The future of the joint venture between Virgin Australia and the government remains undecided.
And with the deadline for a decision looming in October, the pressure is on the government to decide whether to continue or not.
Cabinet has already appointed a Special Committee to explore the options.
But the Minister of Public Enterprises, who is also responsible for Polynesian Airlines, Lautafi Selafi Purcell said whatever the decision is, at the end of the day; it has to be what is best for Samoa in the long term.
The Minister said a key factor in the decision is the knowledge that Air New Zealand continues to dominate flights to and from Samoa to New Zealand and Australia. The Airline recently posted a pre-tax profit of NZ$663 million.
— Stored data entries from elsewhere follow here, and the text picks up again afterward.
//! The calendar's page sequence.
//!
//! | page  | content                                     |
//! |-------|---------------------------------------------|
//! | 1     | front cover                                 |
//! | 2..25 | for each month: illustration, then the grid |
//! | 26    | in memoriam                                 |
//! | 27    | addresses                                   |
//! | 28    | picture credits                             |
//!
//! Every page is emitted even when all of its optional content is missing, so the
//! printed calendar always has the same page count.

use crate::config::{AddressWrap, CalendarConfig};
use crate::data::{AddressBook, CalendarData};
use crate::document::{Document, PageSession};
use crate::error::{CalendarError, ConfigError};
use crate::events::{format_event, EventMerger};
use crate::layout::{GridCell, Point, GRID_COLUMNS};
use crate::style::TextStyle;
use crate::surface::DrawingSurface;
use chrono::{Datelike, Month, NaiveDate};
use std::collections::BTreeMap;

/// Column headings of the month grid, starting on Sunday
pub const WEEKDAYS: [&str; GRID_COLUMNS as usize] = [
    "Sunday",
    "Monday",
    "Tuesday",
    "Wednesday",
    "Thursday",
    "Friday",
    "Saturday",
];

/// Pages in every calendar
pub const PAGE_COUNT: usize = 1 + 12 * 2 + 3;

/// A title and a block of text, as drawn on the closing pages
struct TitledText<'a> {
    title: &'a str,
    title_style: &'a TextStyle,
    title_at: Point,
    style: &'a TextStyle,
    at: Point,
}

struct AddressPage<'a> {
    heading: TitledText<'a>,
    wrap: AddressWrap,
    book: &'a AddressBook,
    tags: &'a BTreeMap<String, TextStyle>,
}

/// Lays out a whole calendar from its configuration and data.
///
/// Everything the optional pages need is checked when the composer is built, so
/// composing can only fail on device errors or event ordering defects.
pub struct Composer<'a> {
    config: &'a CalendarConfig,
    data: &'a CalendarData,
    deaths: Option<(TitledText<'a>, &'a str)>,
    addresses: Option<AddressPage<'a>>,
    credits: Option<(TitledText<'a>, &'a str)>,
}

fn require<T>(value: Option<T>, section: &str, key: &str) -> Result<T, ConfigError> {
    value.ok_or_else(|| ConfigError::MissingKey {
        section: section.to_string(),
        key: key.to_string(),
    })
}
“We want to try and break that monopoly,” said Lautafi.
But in doing that, Lautafi admits that Polynesian Airlines has an aging aircraft fleet.
“We want to give our people and tourists other options when they come to Samoa. A new airplane is another option but the government has to consider if that is the best option.
“We can’t just say ‘let’s go with this plan for the next three years…we have to formulate a realistic long term approach.”
Part of Polynesian improving their service and standards is replacing the current aircraft with newer models.
According to the Minister the two aircraft serving the route to American Samoa are old.
He added it was part of the reason why the airline encountered delays three weeks ago and had to bring in a Fijian aircraft to continue the service.
The Minister reminded that the problem with a monopoly is that it would end up costing the public more to travel.
“Even if Air N.Z. says that the return fare from N.Z. to Samoa is $2,600 for the three hour flight, people will still pay for it,” said Lautafi.
“It’s got to be the most expensive route per kilometer in the world and our people are affected by it. The problem is when there is a funeral or a church meeting happening it doesn’t matter how expensive the fare is, our people will still pay and that is the reality of business in these things.
“The government is looking at a long term solution to this.”
Lautafi said the Air NZ airline continues to dominate the air service business and despite the expensive airfares from the airline - Samoans abroad and tourists still pay up.
An example used by the Minister to compare to the situation in the route between New Zealand and Australia is the route between American Samoa and Samoa.
Lautafi said Polynesian which had serviced the route between the Samoan islands did not have competition.
But now with the introduction of the Talofa Airways Limited offering service in the territory, Lautafi said it will “keep Polynesian on their toes”.
“The government is very happy that we have local people to run an airline to compete with Polynesian,” he said.
“Government’s priority is to supply the service to the people and we’ve had some sad stories of people sitting at Tafuna airport for a whole day. Now, Polynesian has to up their standards and game to compete with Talofa.
“The government looks at what is best for the people and while we like to make money, we don’t want to sacrifice the needs of traveling people so we can dominate.”